The nicest watch faces are sold separately, regardless of the subscription. Food tracking exists via the Huawei Health app, but the database has few Italian dishes: it works well as a mindfulness reminder, but not as a precision dietary tool.
The Limits, Unfiltered
The battery is great, but don’t expect the claimed 14 days. If you use the GPS heavily and keep all the sensors active, you’ll get about 5–6 days, not the two weeks advertised. It’s still excellent battery life, but it’s worth knowing upfront.
The AMOLED display is incredibly bright: 3,000 nits, meaning it’s perfectly readable even in direct sunlight. However, it’s only 1.32 inches. This means it’s very light and “disappears” on the wrist, but it also means those over forty who need reading glasses might struggle to see the finer details, especially mid-workout.
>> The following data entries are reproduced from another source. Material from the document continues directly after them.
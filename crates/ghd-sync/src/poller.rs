//! Background refresh loop
//!
//! Drives the whole synchronization cycle: every tick it announces an
//! `iteration` event, makes sure the token is usable, refreshes tracked
//! users whose data has gone stale, and announces fresh data per login
//! with `user_data_update` events. Failures are logged and the loop keeps
//! going; a stale-but-present snapshot beats a crashed poller.

use crate::availability::TokenAvailability;
use crate::cache::PullRequestCache;
use crate::events::EventRegistry;
use crate::users::UserDirectory;
use chrono::{DateTime, Utc};
use ghd_bridge::{Bridge, EV_ITERATION, EV_USER_DATA_UPDATE};
use ghd_config::AppConfig;
use ghd_types::time::has_expired;
use std::collections::HashMap;
use std::sync::atomic::{AtomicU64, Ordering};
use std::sync::{Arc, Mutex};
use std::time::Duration;
use tokio::sync::watch;

/// Timing knobs for the poller.
#[derive(Debug, Clone)]
pub struct PollerConfig {
    /// Sleep between iterations
    pub tick: Duration,

    /// Minimum seconds between refreshes of the same login
    pub user_refresh_secs: i64,
}

impl Default for PollerConfig {
    fn default() -> Self {
        Self::from(&AppConfig::default())
    }
}

impl From<&AppConfig> for PollerConfig {
    fn from(config: &AppConfig) -> Self {
        Self {
            tick: Duration::from_secs(config.poll_interval_secs),
            user_refresh_secs: config.user_refresh_secs,
        }
    }
}

/// The background task keeping tracked users' data fresh.
pub struct Poller {
    bridge: Arc<dyn Bridge>,
    registry: Arc<EventRegistry>,
    availability: Arc<TokenAvailability>,
    directory: Arc<UserDirectory>,
    cache: Arc<PullRequestCache>,
    config: PollerConfig,
    iteration: AtomicU64,
    last_refresh: Mutex<HashMap<String, DateTime<Utc>>>,
}

impl Poller {
    /// Assemble a poller over already-constructed components.
    pub fn new(
        bridge: Arc<dyn Bridge>,
        registry: Arc<EventRegistry>,
        availability: Arc<TokenAvailability>,
        directory: Arc<UserDirectory>,
        cache: Arc<PullRequestCache>,
        config: PollerConfig,
    ) -> Self {
        Self {
            bridge,
            registry,
            availability,
            directory,
            cache,
            config,
            iteration: AtomicU64::new(0),
            last_refresh: Mutex::new(HashMap::new()),
        }
    }

    /// Run iterations until `shutdown` flips to true (or its sender drops).
    pub async fn run(&self, mut shutdown: watch::Receiver<bool>) {
        loop {
            self.run_once().await;

            tokio::select! {
                _ = tokio::time::sleep(self.config.tick) => {}
                changed = shutdown.changed() => {
                    if changed.is_err() || *shutdown.borrow() {
                        log::info!("poller stopping");
                        return;
                    }
                }
            }
        }
    }

    /// One iteration of the loop.
    pub async fn run_once(&self) {
        let n = self.iteration.fetch_add(1, Ordering::SeqCst) + 1;
        log::debug!("background iteration #{}", n);
        self.registry.dispatch(EV_ITERATION, serde_json::json!(n));

        if !self.availability.is_available() {
            self.availability.probe(self.bridge.as_ref()).await;
            if !self.availability.is_available() {
                return;
            }
            // a token just became usable: pick up the tracked users too
            if let Err(err) = self.directory.load(self.bridge.as_ref()).await {
                log::error!("unable to load tracked users: {}", err);
                return;
            }
        }

        let users = match self.bridge.get_tracked_users().await {
            Ok(users) => users,
            Err(err) => {
                log::error!("unable to obtain tracked users: {}", err);
                return;
            }
        };

        for user in &users {
            if !self.should_refresh(&user.login) {
                continue;
            }
            match self.cache.refresh(self.bridge.as_ref(), &user.login).await {
                Ok(()) => {
                    self.mark_refreshed(&user.login);
                    self.registry
                        .dispatch(EV_USER_DATA_UPDATE, serde_json::json!(user.login));
                }
                Err(err) => {
                    log::error!("error refreshing user '{}': {}", user.login, err);
                }
            }
        }
    }

    fn should_refresh(&self, login: &str) -> bool {
        let last_refresh = self.last_refresh.lock().unwrap();
        match last_refresh.get(login) {
            None => true,
            Some(t) => has_expired(t, self.config.user_refresh_secs),
        }
    }

    fn mark_refreshed(&self, login: &str) {
        self.last_refresh
            .lock()
            .unwrap()
            .insert(login.to_string(), Utc::now());
    }
}

#[cfg(test)]
mod tests {
    use super::*;
    use crate::testing::{pr, user, StubBridge};
    use ghd_bridge::GhdError;

    fn poller_with(bridge: StubBridge) -> (Poller, Arc<EventRegistry>, Arc<PullRequestCache>) {
        let registry = Arc::new(EventRegistry::new());
        let cache = Arc::new(PullRequestCache::new());
        let poller = Poller::new(
            Arc::new(bridge),
            registry.clone(),
            Arc::new(TokenAvailability::new()),
            Arc::new(UserDirectory::new()),
            cache.clone(),
            PollerConfig::default(),
        );
        (poller, registry, cache)
    }

    fn record_events(registry: &EventRegistry, name: &str) -> Arc<Mutex<Vec<serde_json::Value>>> {
        let seen = Arc::new(Mutex::new(Vec::new()));
        let seen_ref = seen.clone();
        registry.register(
            name,
            "test-recorder",
            Arc::new(move |event| {
                seen_ref.lock().unwrap().push(event.payload.clone());
            }),
        );
        seen
    }

    #[tokio::test]
    async fn test_iteration_refreshes_due_users() {
        crate::testing::init_logs();
        let bridge = StubBridge::new().with_tracked_users(vec![user(1, "alice")]);
        bridge.push_own("alice", Ok(vec![pr(1, 100, None)]));

        let (poller, registry, cache) = poller_with(bridge);
        let iterations = record_events(&registry, EV_ITERATION);
        let updates = record_events(&registry, EV_USER_DATA_UPDATE);

        poller.run_once().await;

        assert_eq!(iterations.lock().unwrap().len(), 1);
        assert_eq!(
            *updates.lock().unwrap(),
            vec![serde_json::json!("alice")]
        );
        assert_eq!(cache.snapshot("alice").own.len(), 1);
        assert!(poller.availability.is_available());
    }

    #[tokio::test]
    async fn test_recent_user_is_not_refreshed_again() {
        let bridge = StubBridge::new().with_tracked_users(vec![user(1, "alice")]);
        let (poller, registry, _cache) = poller_with(bridge);
        let updates = record_events(&registry, EV_USER_DATA_UPDATE);

        poller.run_once().await;
        poller.run_once().await;

        // second iteration ticks but finds alice fresh
        assert_eq!(updates.lock().unwrap().len(), 1);
    }

    #[tokio::test]
    async fn test_without_token_only_iterates() {
        let bridge = StubBridge::new()
            .with_token(Err(GhdError::TokenNotFound))
            .with_tracked_users(vec![user(1, "alice")]);

        let (poller, registry, cache) = poller_with(bridge);
        let iterations = record_events(&registry, EV_ITERATION);
        let updates = record_events(&registry, EV_USER_DATA_UPDATE);

        poller.run_once().await;

        assert_eq!(iterations.lock().unwrap().len(), 1);
        assert!(updates.lock().unwrap().is_empty());
        assert!(cache.snapshot("alice").own.is_empty());
    }

    #[tokio::test]
    async fn test_refresh_failure_does_not_stop_other_users() {
        let bridge =
            StubBridge::new().with_tracked_users(vec![user(1, "alice"), user(2, "bob")]);
        bridge.push_own("alice", Err(GhdError::Unknown("boom".to_string())));
        bridge.push_own("bob", Ok(vec![pr(2, 100, None)]));

        let (poller, registry, cache) = poller_with(bridge);
        let updates = record_events(&registry, EV_USER_DATA_UPDATE);

        poller.run_once().await;

        assert_eq!(*updates.lock().unwrap(), vec![serde_json::json!("bob")]);
        assert_eq!(cache.snapshot("bob").own.len(), 1);

        // alice stays due for refresh on the next iteration
        assert!(poller.should_refresh("alice"));
        assert!(!poller.should_refresh("bob"));
    }

    #[tokio::test]
    async fn test_run_stops_on_shutdown() {
        let bridge = StubBridge::new();
        let (poller, _registry, _cache) = poller_with(bridge);

        let (shutdown_tx, shutdown_rx) = watch::channel(false);
        let handle = tokio::spawn(async move { poller.run(shutdown_rx).await });

        shutdown_tx.send(true).unwrap();
        tokio::time::timeout(Duration::from_secs(2), handle)
            .await
            .expect("poller must stop after shutdown signal")
            .unwrap();
    }
}
//! Per-login reactive pull-request cache
//!
//! One slot per tracked login, created lazily and never evicted (the set
//! of tracked users is small and user-controlled). A slot holds the latest
//! classified snapshot behind a watch channel; refreshes are serialized
//! per slot and publication follows refresh *initiation* order, so a slow,
//! older response can never clobber a newer one.

use crate::classify::classify;
use ghd_bridge::{Bridge, Result};
use ghd_types::UserPullRequests;
use std::collections::HashMap;
use std::sync::atomic::{AtomicU64, Ordering};
use std::sync::{Arc, Mutex};
use tokio::sync::watch;

struct CacheSlot {
    tx: watch::Sender<Arc<UserPullRequests>>,
    /// Initiation counter; taken at refresh entry, before any await.
    next_seq: AtomicU64,
    /// Sequence of the last published snapshot (0 = only the empty one).
    published_seq: AtomicU64,
    /// Serializes refresh execution for this slot. tokio's Mutex queues
    /// waiters FIFO, so queued refreshes run in initiation order.
    refresh_lock: tokio::sync::Mutex<()>,
}

impl CacheSlot {
    fn new() -> Self {
        let (tx, _rx) = watch::channel(Arc::new(UserPullRequests::default()));
        Self {
            tx,
            next_seq: AtomicU64::new(0),
            published_seq: AtomicU64::new(0),
            refresh_lock: tokio::sync::Mutex::new(()),
        }
    }
}

/// Reactive cache of classified pull-request snapshots, keyed by login.
pub struct PullRequestCache {
    slots: Mutex<HashMap<String, Arc<CacheSlot>>>,
}

impl Default for PullRequestCache {
    fn default() -> Self {
        Self::new()
    }
}

impl PullRequestCache {
    /// Create an empty cache.
    pub fn new() -> Self {
        Self {
            slots: Mutex::new(HashMap::new()),
        }
    }

    fn slot(&self, login: &str) -> Arc<CacheSlot> {
        let mut slots = self.slots.lock().unwrap();
        slots
            .entry(login.to_string())
            .or_insert_with(|| Arc::new(CacheSlot::new()))
            .clone()
    }

    /// Observe `login`'s snapshot, creating an empty slot on first use.
    ///
    /// Repeated calls for the same login observe the same underlying slot:
    /// the receiver replays the latest snapshot immediately and signals
    /// every subsequent publication.
    pub fn subscribe(&self, login: &str) -> watch::Receiver<Arc<UserPullRequests>> {
        self.slot(login).tx.subscribe()
    }

    /// The latest snapshot for `login` (empty if never refreshed).
    pub fn snapshot(&self, login: &str) -> Arc<UserPullRequests> {
        self.slot(login).tx.borrow().clone()
    }

    /// Fetch, classify and publish a fresh snapshot for `login`.
    ///
    /// Both relations (authored and involved) are fetched through the
    /// bridge; any fetch error leaves the previous snapshot in place and
    /// is returned to the caller. Concurrent refreshes of the same login
    /// queue behind each other; refreshes of different logins never
    /// interact. A refresh whose initiation was superseded by a newer one
    /// publishes nothing.
    pub async fn refresh(&self, bridge: &dyn Bridge, login: &str) -> Result<()> {
        let slot = self.slot(login);
        let seq = slot.next_seq.fetch_add(1, Ordering::SeqCst) + 1;
        let _guard = slot.refresh_lock.lock().await;

        let own = bridge.get_pull_requests_by_author(login).await?;
        let involved = bridge.get_involved_pull_requests(login).await?;

        let snapshot = UserPullRequests {
            own: classify(own),
            involved: classify(involved),
        };

        let claimed = slot
            .published_seq
            .fetch_update(Ordering::SeqCst, Ordering::SeqCst, |current| {
                (seq > current).then_some(seq)
            });
        match claimed {
            Ok(_) => {
                slot.tx.send_replace(Arc::new(snapshot));
            }
            Err(current) => {
                log::debug!(
                    "dropping stale refresh #{} for '{}' (latest is #{})",
                    seq,
                    login,
                    current
                );
            }
        }
        Ok(())
    }
}
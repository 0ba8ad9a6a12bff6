//! Epoch-second timestamp helpers
//!
//! The backend stores all times as epoch seconds; these helpers convert
//! to and from `chrono` types at the edges.

use anyhow::{Context, Result};
use chrono::{DateTime, TimeZone, Utc};

/// Parse an RFC3339 datetime string into epoch seconds.
pub fn datetime_to_ts(datetime: &str) -> Result<i64> {
    let parsed = DateTime::parse_from_rfc3339(datetime)
        .with_context(|| format!("error parsing datetime '{}'", datetime))?;
    Ok(parsed.timestamp())
}

/// Convert epoch seconds into a UTC datetime.
///
/// Fails for non-positive timestamps, which the backend uses as a
/// "never" sentinel.
pub fn ts_to_datetime(ts: i64) -> Result<DateTime<Utc>> {
    if !ts.is_positive() {
        anyhow::bail!("timestamp {} is not positive", ts);
    }
    Utc.timestamp_opt(ts, 0)
        .single()
        .with_context(|| format!("timestamp {} out of range", ts))
}

/// Convert an optional datetime into optional epoch seconds.
pub fn dt_opt_to_ts(dt: &Option<DateTime<Utc>>) -> Option<i64> {
    dt.as_ref().map(|v| v.timestamp())
}

/// Whether `secs` seconds have elapsed since `t`.
pub fn has_expired(t: &DateTime<Utc>, secs: i64) -> bool {
    let now = Utc::now();
    let deadline = t
        .checked_add_signed(chrono::Duration::seconds(secs))
        .unwrap_or(now);
    deadline < now
}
Furthermore, during sports activities, the screen remains locked on the current session: you can’t return to the home screen without stopping or pausing. For some, this helps focus; for others, it’s a constraint. Obviously, it depends on how you train.
Finally, there’s the ecosystem. On Android, the integration is seamless. On iPhone, it works, but some advanced features are limited—like replying to messages from the wrist or real-time location updates. This isn’t a Huawei-specific flaw; it’s just the nature of closed ecosystems. But it’s worth knowing before you strap it on.
In Conclusion
If you run regularly, sleep with your watch on, and want someone to keep track of the things you forget to monitor, yes, it’s worth the price and then some. If you’re an exacting iPhone user or looking for an open ecosystem with many third-party apps, you might find fewer options than you’d expect.
But if what you’re looking for is someone to watch over you, silently, while the world stops—someone to notice what you don’t, something that knows how you’re feeling emotionally (even if you haven’t realized it yet) or how you’re sleeping—this high-tech little titanium disc does its job brilliantly. Almost as if it weren’t even there.
The Huawei Watch GT Runner 2 is available in Black, Blue, and Orange for 399 euros.